▶ **GOAL OF THE EXERCISE**
Give the number of lines in the material below that contain the word "ChannelBroken", and nothing else.

▶ **DATASET ENTRIES**
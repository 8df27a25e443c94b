use anyhow::Result;
use tracing::{debug, warn};

use crate::error::AssistantError;
use crate::format::RenderFormat;
use crate::host::ExtensionHost;
use crate::page::extract::is_problem_page;
use crate::protocol::{Action, Origin, Reply, TabId};
use crate::render::{escape_text, render_assistant};
use crate::state::ChatMessage;

pub const WELCOME: &str =
    "Hi! I'm here to help you solve this LeetCode problem. What would you like to know?";
pub const NOT_A_PROBLEM_PAGE: &str =
    "Please navigate to a LeetCode problem page to use this extension.";
pub const GENERIC_FAILURE: &str = "Sorry, I encountered an error. Please try again.";

/// One rendered line of the popup transcript.
#[derive(Debug, Clone, PartialEq, Eq)]
pub struct PopupLine {
    pub is_user: bool,
    pub html: String,
}

/// The toolbar popup: a second chat front-end with its own per-tab history.
pub struct Popup {
    host: ExtensionHost,
    format: RenderFormat,
    tab: Option<TabId>,
    history: Vec<ChatMessage>,
    lines: Vec<PopupLine>,
}

impl Popup {
    /// Show the active tab's stored conversation under the welcome line.
    pub async fn open(host: ExtensionHost) -> Result<Self> {
        let tab = host.active_tab();
        let history = match tab {
            Some(tab) => host.sessions().load(tab).await?,
            None => Vec::new(),
        };
        debug!(?tab, messages = history.len(), "popup opened");

        let mut popup = Self {
            format: host.config().format,
            host,
            tab,
            history,
            lines: Vec::new(),
        };
        popup.render_history();
        Ok(popup)
    }

    pub fn lines(&self) -> &[PopupLine] {
        &self.lines
    }

    pub fn history(&self) -> &[ChatMessage] {
        &self.history
    }

    /// Ask the active tab's page agent. Failures end up as a line in the
    /// transcript; only store errors are returned.
    pub async fn send(&mut self, message: &str) -> Result<()> {
        let message = message.trim();
        if message.is_empty() {
            return Ok(());
        }

        let Some(tab) = self.host.active_tab() else {
            self.notice(NOT_A_PROBLEM_PAGE);
            return Ok(());
        };
        let on_problem = self
            .host
            .tab_url(tab)
            .await
            .is_some_and(|url| is_problem_page(&url));
        if !on_problem {
            self.notice(NOT_A_PROBLEM_PAGE);
            return Ok(());
        }
        if self.tab != Some(tab) {
            self.tab = Some(tab);
            self.history = self.host.sessions().load(tab).await?;
        }

        if let Err(e) = self.host.inject(tab).await {
            debug!(tab, error = %e, "page agent injection failed");
        }

        self.history.push(ChatMessage::user(message));
        self.host.sessions().save(tab, &self.history).await?;
        self.render_history();

        let action = Action::GetHelp {
            message: message.to_string(),
            chat_history: self.history.clone(),
        };
        match self.host.send_to_tab(tab, Origin::Popup, action).await {
            Ok(Reply::Help { answer, error: None }) if !answer.is_empty() => {
                self.history.push(ChatMessage::assistant(answer));
                self.host.sessions().save(tab, &self.history).await?;
                self.render_history();
            }
            Ok(Reply::Help { answer, error: Some(error) }) if !answer.is_empty() => {
                warn!(tab, %error, "page agent could not answer");
                self.notice(&answer);
            }
            Ok(other) => {
                warn!(tab, ?other, "unusable answer from page agent");
                self.notice(GENERIC_FAILURE);
            }
            Err(AssistantError::ChannelBroken) => {
                self.notice(&AssistantError::ChannelBroken.user_message());
            }
            Err(e) => {
                warn!(tab, error = %e, "getHelp failed");
                self.notice(GENERIC_FAILURE);
            }
        }
        Ok(())
    }

    /// Title of the problem in the active tab.
    pub async fn problem_title(&self) -> Result<String, AssistantError> {
        let tab = self.host.active_tab().ok_or(AssistantError::ChannelBroken)?;
        match self
            .host
            .send_to_tab(tab, Origin::Popup, Action::GetProblemInfo)
            .await?
        {
            Reply::ProblemInfo { title } => Ok(title),
            _ => Err(AssistantError::UnexpectedResponse),
        }
    }

    fn render_history(&mut self) {
        self.lines.clear();
        self.lines.push(PopupLine {
            is_user: false,
            html: escape_text(WELCOME),
        });
        for msg in &self.history {
            let html = if msg.is_user {
                escape_text(&msg.content)
            } else {
                render_assistant(&msg.content, self.format)
            };
            self.lines.push(PopupLine {
                is_user: msg.is_user,
                html,
            });
        }
    }

    /// Shown until the next re-render; never stored.
    fn notice(&mut self, text: &str) {
        self.lines.push(PopupLine {
            is_user: false,
            html: escape_text(text),
        });
    }
}

#[cfg(test)]
mod tests {
    use super::*;
    use crate::config::Config;
    use crate::popup::store::MemoryStore;
    use serde_json::json;
    use std::sync::Arc;
    use wiremock::matchers::method;
    use wiremock::{Mock, MockServer, ResponseTemplate};

    const URL: &str = "https://leetcode.com/problems/two-sum/";
    const PAGE: &str = r#"<html><body><div class="text-title-large">1. Two Sum</div></body></html>"#;

    async fn host_with(response: ResponseTemplate) -> (ExtensionHost, MockServer) {
        let server = MockServer::start().await;
        Mock::given(method("POST"))
            .respond_with(response)
            .mount(&server)
            .await;
        let mut config = Config::new();
        config.endpoint = Some(server.uri());
        config.api_key = Some("sk-test".to_string());
        config.reply_timeout_secs = 5;
        (ExtensionHost::new(config, Arc::new(MemoryStore::new())), server)
    }

    fn answer(content: &str) -> ResponseTemplate {
        ResponseTemplate::new(200).set_body_json(json!({
            "choices": [{"message": {"role": "assistant", "content": content}}]
        }))
    }

    #[tokio::test]
    async fn test_open_shows_welcome_then_history() {
        let (host, _server) = host_with(answer("unused")).await;
        let tab = host.open_tab(URL, PAGE).await;
        host.sessions()
            .save(tab, &[ChatMessage::user("<hi>"), ChatMessage::assistant("<p>Hello</p>")])
            .await
            .unwrap();

        let popup = Popup::open(host).await.unwrap();
        let lines: Vec<_> = popup.lines().iter().map(|l| l.html.as_str()).collect();
        assert_eq!(lines, vec![escape_text(WELCOME).as_str(), "&lt;hi&gt;", "<p>Hello</p>"]);
    }

    #[tokio::test]
    async fn test_send_persists_answer() {
        let (host, _server) = host_with(answer("<p>Use a map.</p>")).await;
        let tab = host.open_tab(URL, PAGE).await;

        let mut popup = Popup::open(host.clone()).await.unwrap();
        popup.send("  How do I start?  ").await.unwrap();

        assert_eq!(
            host.sessions().load(tab).await.unwrap(),
            vec![
                ChatMessage::user("How do I start?"),
                ChatMessage::assistant("<p>Use a map.</p>")
            ]
        );
        assert_eq!(popup.lines().len(), 3);
        assert_eq!(popup.problem_title().await.unwrap(), "1. Two Sum");
    }

    #[tokio::test]
    async fn test_rejects_non_problem_pages() {
        let (host, _server) = host_with(answer("unused")).await;
        let tab = host.open_tab("https://leetcode.com/problemset/", "<html></html>").await;

        let mut popup = Popup::open(host.clone()).await.unwrap();
        popup.send("hello").await.unwrap();

        assert_eq!(popup.lines().last().unwrap().html, escape_text(NOT_A_PROBLEM_PAGE));
        assert!(host.sessions().load(tab).await.unwrap().is_empty());
        assert!(host.agent(tab).await.is_none());
    }

    #[tokio::test]
    async fn test_error_answer_is_shown_not_stored() {
        let (host, _server) = host_with(
            ResponseTemplate::new(429).set_body_json(json!({"error": {"message": "slow down"}})),
        )
        .await;
        let tab = host.open_tab(URL, PAGE).await;

        let mut popup = Popup::open(host.clone()).await.unwrap();
        popup.send("How do I start?").await.unwrap();

        let last = popup.lines().last().unwrap();
        assert!(last.html.contains("too quickly"));
        assert_eq!(
            host.sessions().load(tab).await.unwrap(),
            vec![ChatMessage::user("How do I start?")]
        );
    }

    #[tokio::test]
    async fn test_blank_message_is_ignored() {
        let (host, _server) = host_with(answer("unused")).await;
        let tab = host.open_tab(URL, PAGE).await;
        let mut popup = Popup::open(host.clone()).await.unwrap();
        popup.send("   ").await.unwrap();
        assert_eq!(popup.lines().len(), 1);
        assert!(host.sessions().load(tab).await.unwrap().is_empty());
    }
}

▶ **WRITTEN SOLUTION**
3